What the task asks: Check each line of the records below and collect those holding "Deserialize".

*** Opening of Supplied data ***

use anyhow::bail;
use serde::{Deserialize, Serialize};
use signaller::{ConsolidationInfo, EntryDetails};
use strategy_core::{PriceSeries, StrategyError};
use technical_indicators::{atr_at, sma};

use crate::models::{
    ExitSignal, PositionSizing, RiskRewardTargets, StopLossDetails, StopLossType, TradePlan,
    TradeStatus, TrailingStopStatus,
};

/// Risk parameters. Defaults: $100k equity, 2% risk per trade, 14-bar ATR,
/// 10-bar trailing SMA.
#[derive(Debug, Clone, Serialize, Deserialize)]
pub struct RiskConfig {
    pub account_equity: f64,
    pub max_risk_percent: f64,
    pub atr_period: usize,
    pub trailing_sma_period: usize,
}

impl Default for RiskConfig {
    fn default() -> Self {
        Self {
            account_equity: 100_000.0,
            max_risk_percent: 2.0,
            atr_period: 14,
            trailing_sma_period: 10,
        }
    }
}

/// Stop placement, position sizing, trailing exit, and target calculation
/// for a confirmed breakout entry.
#[derive(Debug, Clone)]
pub struct RiskEngine {
    config: RiskConfig,
    /// Dollar risk budget per trade: equity * max_risk_percent.
    max_risk_amount: f64,
}

impl RiskEngine {
    pub fn new(config: RiskConfig) -> anyhow::Result<Self> {
        if !config.account_equity.is_finite() || config.account_equity <= 0.0 {
            bail!("account equity must be positive, got {}", config.account_equity);
        }
        if !(0.0..=100.0).contains(&config.max_risk_percent) || config.max_risk_percent == 0.0 {
            bail!(
                "max risk percent must be in (0, 100], got {}",
                config.max_risk_percent
            );
        }
        if config.atr_period == 0 {
            bail!("ATR period must be at least 1");
        }
        if config.trailing_sma_period < 2 {
            bail!(
                "trailing SMA period must be at least 2, got {}",
                config.trailing_sma_period
            );
        }

        let max_risk_amount = config.account_equity * config.max_risk_percent / 100.0;
        Ok(Self {
            config,
            max_risk_amount,
        })
    }

    pub fn config(&self) -> &RiskConfig {
        &self.config
    }

    pub fn max_risk_amount(&self) -> f64 {
        self.max_risk_amount
    }

    /// Initial stop: the entry bar's low, tightened to entry - 1 ATR when the
    /// low sits more than one ATR away.
    pub fn calculate_stop_loss(
        &self,
        series: &PriceSeries,
        entry_price: f64,
        entry_date: chrono::NaiveDate,
    ) -> Result<StopLossDetails, StrategyError> {
        let index = series
            .index_of(entry_date)
            .ok_or(StrategyError::DateNotFound(entry_date))?;
        let low_of_day = series.bars()[index].low;

        // ATR at the entry bar, falling back to the most recent defined ATR
        let atr_value = atr_at(series.bars(), self.config.atr_period, index)
            .or_else(|| atr_at(series.bars(), self.config.atr_period, series.last_index()))
            .ok_or_else(|| {
                StrategyError::InsufficientData(format!(
                    "no {}-bar ATR available anywhere in series",
                    self.config.atr_period
                ))
            })?;

        let raw_distance = entry_price - low_of_day;
        let (stop_loss_price, stop_loss_type, adjustment_reason) = if raw_distance > atr_value {
            (
                entry_price - atr_value,
                StopLossType::AtrAdjusted,
                Some(format!(
                    "Low-of-day stop ${:.2} away > ATR ${:.2}; tightened to 1 ATR",
                    raw_distance, atr_value
                )),
            )
        } else {
            (low_of_day, StopLossType::LowOfDay, None)
        };

        if stop_loss_price <= 0.0 || stop_loss_price >= entry_price {
            return Err(StrategyError::InvalidStop(format!(
                "stop ${:.2} against entry ${:.2}",
                stop_loss_price, entry_price
            )));
        }

        let stop_distance = entry_price - stop_loss_price;
        Ok(StopLossDetails {
            stop_loss_price,
            stop_loss_type,
            low_of_day,
            atr_value,
            stop_distance,
            stop_distance_pct: stop_distance / entry_price * 100.0,
            atr_multiple: stop_distance / atr_value,
            adjusted: stop_loss_type == StopLossType::AtrAdjusted,
            adjustment_reason,
        })
    }

    /// Fixed-fractional sizing: shares = floor(risk budget / risk per share).
    /// Zero shares is a valid result; callers decide whether to skip.
    pub fn calculate_position_size(
        &self,
        entry_price: f64,
        stop_loss_price: f64,
    ) -> Result<PositionSizing, StrategyError> {
        if entry_price <= stop_loss_price {
            return Err(StrategyError::InvalidRisk(format!(
                "entry ${:.2} <= stop ${:.2}",
                entry_price, stop_loss_price
            )));
        }

        let risk_per_share = entry_price - stop_loss_price;
        let shares = (self.max_risk_amount / risk_per_share).floor() as u64;
        let position_value = shares as f64 * entry_price;
        let risk_amount = shares as f64 * risk_per_share;

        Ok(PositionSizing {
            shares,
            entry_price,
            stop_loss_price,
            risk_per_share,
            position_value,
            position_pct_of_equity: position_value / self.config.account_equity * 100.0,
            risk_amount,
            risk_pct: risk_amount / self.config.account_equity * 100.0,
            risk_utilization_pct: risk_amount / self.max_risk_amount * 100.0,
        })
    }

    /// Trailing exit: the first post-entry close below the trailing SMA fires
    /// an exit signal; later recoveries do not rescind it. The SMA is seeded
    /// from the entry bar forward, so the first `period - 1` bars after entry
    /// cannot trigger.
    pub fn calculate_trailing_stop(
        &self,
        series: &PriceSeries,
        entry_date: chrono::NaiveDate,
        entry_price: f64,
    ) -> Result<TrailingStopStatus, StrategyError> {
        let entry_index = series
            .index_of(entry_date)
            .ok_or(StrategyError::DateNotFound(entry_date))?;
        let segment = &series.bars()[entry_index..];
        let period = self.config.trailing_sma_period;

        if segment.len() < period {
            return Err(StrategyError::InsufficientData(format!(
                "need {} bars from entry for trailing SMA, got {}",
                period,
                segment.len()
            )));
        }

        let closes: Vec<f64> = segment.iter().map(|b| b.close).collect();
        let sma_values = sma(&closes, period);

        let mut exit_signal = None;
        for (k, sma_value) in sma_values.iter().enumerate() {
            let j = k + period - 1;
            if closes[j] < *sma_value {
                let profit_loss = closes[j] - entry_price;
                exit_signal = Some(ExitSignal {
                    exit_date: segment[j].date,
                    exit_price: closes[j],
                    sma: *sma_value,
                    days_held: j + 1,
                    profit_loss,
                    profit_loss_pct: profit_loss / entry_price * 100.0,
                });
                break;
            }
        }

        let current_price = closes[closes.len() - 1];
        let current_sma = sma_values[sma_values.len() - 1];
        let price_below_sma = current_price < current_sma;
        let distance_to_sma = current_price - current_sma;

        Ok(TrailingStopStatus {
            current_price,
            current_sma,
            price_below_sma,
            distance_to_sma,
            distance_pct: distance_to_sma / current_price * 100.0,
            should_exit_now: price_below_sma,
            exit_signal,
            days_since_entry: segment.len() - 1,
        })
    }

    /// Measured-move and prior-peak targets against the planned risk.
    pub fn calculate_risk_reward(
        &self,
        entry_price: f64,
        stop_loss_price: f64,
        range_high: f64,
        range_low: f64,
        peak_price: f64,
    ) -> Result<RiskRewardTargets, StrategyError> {
        if range_high <= range_low {
            return Err(StrategyError::InvalidRange(format!(
                "range high ${:.2} <= low ${:.2}",
                range_high, range_low
            )));
        }
        let risk_per_share = entry_price - stop_loss_price;
        if risk_per_share <= 0.0 {
            return Err(StrategyError::InvalidRisk(format!(
                "entry ${:.2} <= stop ${:.2}",
                entry_price, stop_loss_price
            )));
        }

        let range_height = range_high - range_low;
        let target_1 = range_high + range_height;
        let reward_1 = target_1 - entry_price;
        let target_2 = peak_price;
        // Only a peak above the range offers a second target; the clamp
        // covers a peak between the range high and the entry fill
        let reward_2 = if peak_price > range_high {
            (target_2 - entry_price).max(0.0)
        } else {
            0.0
        };

        Ok(RiskRewardTargets {
            risk_per_share,
            target_1,
            reward_1,
            rr_ratio_1: reward_1 / risk_per_share,
            target_2,
            reward_2,
            rr_ratio_2: reward_2 / risk_per_share,
            range_height,
        })
    }

    /// Full trade workup for a confirmed entry. Stop and sizing failures are
    /// terminal; trailing-stop and target failures downgrade to warnings.
    pub fn execute_trade(
        &self,
        symbol: &str,
        series: &PriceSeries,
        consolidation: &ConsolidationInfo,
        entry: &EntryDetails,
    ) -> TradePlan {
        let mut plan = TradePlan {
            symbol: symbol.to_string(),
            status: TradeStatus::InvalidEntry,
            entry_price: entry.entry_price,
            entry_date: entry.entry_date,
            stop_loss: None,
            position: None,
            trailing_stop: None,
            risk_reward: None,
            warnings: Vec::new(),
            errors: Vec::new(),
        };

        if !entry.entry_price.is_finite() || entry.entry_price <= 0.0 {
            plan.errors
                .push(format!("invalid entry price {}", entry.entry_price));
            return plan;
        }

        let stop_loss =
            match self.calculate_stop_loss(series, entry.entry_price, entry.entry_date) {
                Ok(details) => details,
                Err(err) => {
                    plan.status = TradeStatus::StopLossError;
                    plan.errors.push(format!("stop loss: {}", err));
                    return plan;
                }
            };

        let position =
            match self.calculate_position_size(entry.entry_price, stop_loss.stop_loss_price) {
                Ok(sizing) => sizing,
                Err(err) => {
                    plan.status = TradeStatus::PositionError;
                    plan.stop_loss = Some(stop_loss);
                    plan.errors.push(format!("position size: {}", err));
                    return plan;
                }
            };

        match self.calculate_trailing_stop(series, entry.entry_date, entry.entry_price) {
            Ok(status) => plan.trailing_stop = Some(status),
            Err(err) => plan.warnings.push(format!("trailing stop: {}", err)),
        }

        match self.calculate_risk_reward(
            entry.entry_price,
            stop_loss.stop_loss_price,
            consolidation.consolidation_high,
            consolidation.consolidation_low,
            consolidation.peak_price,
        ) {
            Ok(targets) => plan.risk_reward = Some(targets),
            Err(err) => plan.warnings.push(format!("risk/reward: {}", err)),
        }

        plan.status = if position.shares > 0 {
            TradeStatus::Ready
        } else {
            plan.warnings
                .push("risk budget too small for a single share".to_string());
            TradeStatus::PositionTooSmall
        };
        plan.stop_loss = Some(stop_loss);
        plan.position = Some(position);

        tracing::info!(symbol, status = ?plan.status, "trade plan built");
        plan
    }
}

*** Close of Supplied data ***

Response box:
use serde::{Deserialize, Serialize};
#[derive(Debug, Clone, Serialize, Deserialize)]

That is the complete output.